Once that has been sifted, you’ll want to look at the suet. Don’t. It’ll remind you of the documentary about the breeding cycle of several types of mites and insects, and you’ll be trying to eat it later. Instead, tip the suet straight in to the bowl with the flour and salt.

Pour in enough water so that you can smack things around in the bowl and make a soft dough. No matter how hard you try, the dough will always stick to everything that is around. Even stuff in drawers will be caked in the stuff by the time you are done.

Sift flour on to a bread board, it’s at this stage you should begin to doubt whether your board will be big enough. It won’t be, but that’s ok. Take a hold of the mixed goop and begin kneading it in to one basic blob shape, resist the urge to make smiley faces in the mix as it becomes disturbing when you get round to rolling it out.

Flour your rolling pin a little and smush that blob down, stretching it out until you realise you don’t have enough room on the bread board to get it long and wide enough.

Now, take your jam and put it in a microwaveable bowl – you can obviously use a stove top for this, but I’m fairly lazy and like to think my food can be slightly radioactive. Put the bowl in the microwave and set it to melt, this takes about 1.5 minutes in an 800W microwave and you get the fun of watching solid lumps of jam bubble and ooze.

Open the microwave and take a minute to smell that warm jam, mmm. Soft, warm, moist, squidgy…

Sorry, my mind drifted off there.

Take the jam back to the jam back to the pastry and slowly slather the warm, moist, squidgy goo over it’s thick, firm body. Spoon and stroke, guys.

Now, if you haven’t had enough space on the bread board, this is where you’ll find out. The jam will be a few millimeters thick and as you try to fold the pastry over, it’ll splurge out every opening like so many cheap internet videos, but try and roll it over itself.

If like me, you’ll find you haven’t got nearly enough pastry and you’ll have to settle for one and a half folds and a puddle of jam where you over filled. Don’t worry, it happens to everyone first time, it doesn’t mean you aren’t as good…

Place your splurging mass on a baking sheet and bung in a very hot place for quite a bit of time, until it looks like the jam has burnt hard on the surface and the temperature inside will require corrective surgery to the tongue (200C/400F/Gas 6 for 35-40 minutes).
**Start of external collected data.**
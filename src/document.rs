//! XML document tree
//!
//! A small owned element tree used both for the emitted schema and for
//! instance documents. Parsing is event-driven via quick-xml; serialization
//! pretty-prints with two-space indentation.

use quick_xml::events::{BytesEnd, BytesStart, BytesText, Event};
use quick_xml::{Reader, Writer};

use crate::error::{Error, Result};

/// XML element in the document tree
#[derive(Debug, Clone, Default, PartialEq)]
pub struct Element {
    /// Element tag name, including any prefix
    pub tag: String,
    /// Attributes in document order
    pub attributes: Vec<(String, String)>,
    /// Text content (if any)
    pub text: Option<String>,
    /// Child elements
    pub children: Vec<Element>,
}

impl Element {
    /// Create a new element
    pub fn new(tag: impl Into<String>) -> Self {
        Self {
            tag: tag.into(),
            ..Default::default()
        }
    }

    /// Get the tag name without its prefix
    pub fn local_name(&self) -> &str {
        match self.tag.split_once(':') {
            Some((_, local)) => local,
            None => &self.tag,
        }
    }

    /// Get an attribute value by name
    pub fn get_attribute(&self, name: &str) -> Option<&str> {
        self.attributes
            .iter()
            .find(|(k, _)| k == name)
            .map(|(_, v)| v.as_str())
    }

    /// Set an attribute, appending in document order
    pub fn set_attribute(&mut self, name: impl Into<String>, value: impl Into<String>) {
        self.attributes.push((name.into(), value.into()));
    }

    /// Add an attribute (builder form)
    pub fn with_attribute(mut self, name: impl Into<String>, value: impl Into<String>) -> Self {
        self.set_attribute(name, value);
        self
    }

    /// Set text content (builder form)
    pub fn with_text(mut self, text: impl Into<String>) -> Self {
        self.text = Some(text.into());
        self
    }

    /// Add a child element
    pub fn add_child(&mut self, child: Element) {
        self.children.push(child);
    }

    /// Find the first child with the given local name
    pub fn find_child(&self, local_name: &str) -> Option<&Element> {
        self.children.iter().find(|e| e.local_name() == local_name)
    }

    /// Find all children with the given local name
    pub fn find_children(&self, local_name: &str) -> Vec<&Element> {
        self.children
            .iter()
            .filter(|e| e.local_name() == local_name)
            .collect()
    }

    /// Parse an XML document, returning its root element
    pub fn parse(xml: &str) -> Result<Element> {
        let mut reader = Reader::from_reader(xml.as_bytes());
        reader.trim_text(true);

        let mut stack: Vec<Element> = Vec::new();
        let mut root: Option<Element> = None;
        let mut buf = Vec::new();

        loop {
            match reader.read_event_into(&mut buf) {
                Ok(Event::Start(e)) => {
                    stack.push(Self::from_start(&e)?);
                }
                Ok(Event::End(_)) => {
                    if let Some(current) = stack.pop() {
                        match stack.last_mut() {
                            Some(parent) => parent.add_child(current),
                            None => root = Some(current),
                        }
                    }
                }
                Ok(Event::Empty(e)) => {
                    let element = Self::from_start(&e)?;
                    match stack.last_mut() {
                        Some(parent) => parent.add_child(element),
                        None => root = Some(element),
                    }
                }
                Ok(Event::Text(e)) => {
                    if let Some(current) = stack.last_mut() {
                        let text = e
                            .unescape()
                            .map_err(|e| Error::Xml(format!("failed to unescape text: {}", e)))?
                            .to_string();
                        if !text.trim().is_empty() {
                            current.text = Some(text);
                        }
                    }
                }
                Ok(Event::Eof) => break,
                Err(e) => {
                    return Err(Error::Xml(format!(
                        "error parsing XML at position {}: {}",
                        reader.buffer_position(),
                        e
                    )))
                }
                _ => {} // comments, processing instructions, declarations
            }
            buf.clear();
        }

        root.ok_or_else(|| Error::Xml("document has no root element".to_string()))
    }

    /// Build an element from a start-tag event
    fn from_start(start: &BytesStart) -> Result<Element> {
        let name_bytes = start.name();
        let tag = std::str::from_utf8(name_bytes.as_ref())
            .map_err(|e| Error::Xml(format!("invalid element name: {}", e)))?
            .to_string();

        let mut element = Element::new(tag);

        for attr_result in start.attributes() {
            let attr =
                attr_result.map_err(|e| Error::Xml(format!("failed to parse attribute: {}", e)))?;

            let attr_name = std::str::from_utf8(attr.key.as_ref())
                .map_err(|e| Error::Xml(format!("invalid attribute name: {}", e)))?
                .to_string();

            let attr_value = attr
                .unescape_value()
                .map_err(|e| Error::Xml(format!("failed to unescape attribute value: {}", e)))?
                .to_string();

            element.attributes.push((attr_name, attr_value));
        }

        Ok(element)
    }

    /// Serialize this element as pretty-printed XML with two-space indentation
    pub fn to_pretty_string(&self) -> Result<String> {
        let mut writer = Writer::new_with_indent(Vec::new(), b' ', 2);
        self.write_into(&mut writer)?;

        String::from_utf8(writer.into_inner())
            .map_err(|e| Error::Xml(format!("serialized XML is not UTF-8: {}", e)))
    }

    fn write_into(&self, writer: &mut Writer<Vec<u8>>) -> Result<()> {
        let mut start = BytesStart::new(self.tag.as_str());
        for (name, value) in &self.attributes {
            start.push_attribute((name.as_str(), value.as_str()));
        }

        if self.children.is_empty() && self.text.is_none() {
            writer
                .write_event(Event::Empty(start))
                .map_err(|e| Error::Xml(e.to_string()))?;
            return Ok(());
        }

        writer
            .write_event(Event::Start(start))
            .map_err(|e| Error::Xml(e.to_string()))?;

        if let Some(ref text) = self.text {
            writer
                .write_event(Event::Text(BytesText::new(text)))
                .map_err(|e| Error::Xml(e.to_string()))?;
        }

        for child in &self.children {
            child.write_into(writer)?;
        }

        writer
            .write_event(Event::End(BytesEnd::new(self.tag.as_str())))
            .map_err(|e| Error::Xml(e.to_string()))?;

        Ok(())
    }
}

#[cfg(test)]
mod tests {
    use super::*;

    #[test]
    fn test_parse_simple_xml() {
        let root = Element::parse("<root><child>text</child></root>").unwrap();

        assert_eq!(root.tag, "root");
        assert_eq!(root.children.len(), 1);
        assert_eq!(root.children[0].tag, "child");
        assert_eq!(root.children[0].text.as_deref(), Some("text"));
    }

    #[test]
    fn test_parse_with_attributes() {
        let root = Element::parse(r#"<root attr1="value1" attr2="value2"><child/></root>"#).unwrap();

        assert_eq!(root.get_attribute("attr1"), Some("value1"));
        assert_eq!(root.get_attribute("attr2"), Some("value2"));
        assert!(root.get_attribute("missing").is_none());
    }

    #[test]
    fn test_local_name() {
        let element = Element::new("xsd:element");
        assert_eq!(element.local_name(), "element");

        let plain = Element::new("address");
        assert_eq!(plain.local_name(), "address");
    }

    #[test]
    fn test_find_children() {
        let root = Element::parse("<root><a/><b/><a/></root>").unwrap();
        assert_eq!(root.find_children("a").len(), 2);
        assert!(root.find_child("b").is_some());
    }

    #[test]
    fn test_pretty_print() {
        let mut root = Element::new("root");
        root.add_child(Element::new("a").with_text("1"));
        root.add_child(Element::new("empty"));

        let xml = root.to_pretty_string().unwrap();
        assert_eq!(xml, "<root>\n  <a>1</a>\n  <empty/>\n</root>");
    }

    #[test]
    fn test_roundtrip_escaping() {
        let root = Element::new("root")
            .with_attribute("note", "a<b")
            .with_text("x & y");

        let xml = root.to_pretty_string().unwrap();
        let parsed = Element::parse(&xml).unwrap();

        assert_eq!(parsed.get_attribute("note"), Some("a<b"));
        assert_eq!(parsed.text.as_deref(), Some("x & y"));
    }
}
Remove the pudding from the oven and sprinkle on a little caster sugar and serve hot with custard.

The end result was…well, a little dry, but quite tasty. It was more pie pastry-like than the doughy kind.


3 Responses to “Pump Up The Jam”

  1. distractogirl says:

    *giggles*

  2. distractogirl says:

    Now, it’s vry important to take a metric pinch of salt, and not the imperial measure, as you can make it too salty by using the wrong kind, the Jamie Oliver cooking range offers the Jamie Oliver Salt Pincher that can be a great aid in completing the task (though be sure to set the finger distances at single pinch).

    *SNICKERS*

    You’re very amusing.

  3. shadowed_guise says:

    I would prefer the Ramsey version though, where not only do you have the imitation fingers for pinching but a voice chip too. “F- me, I said a pinch. What are you doing?”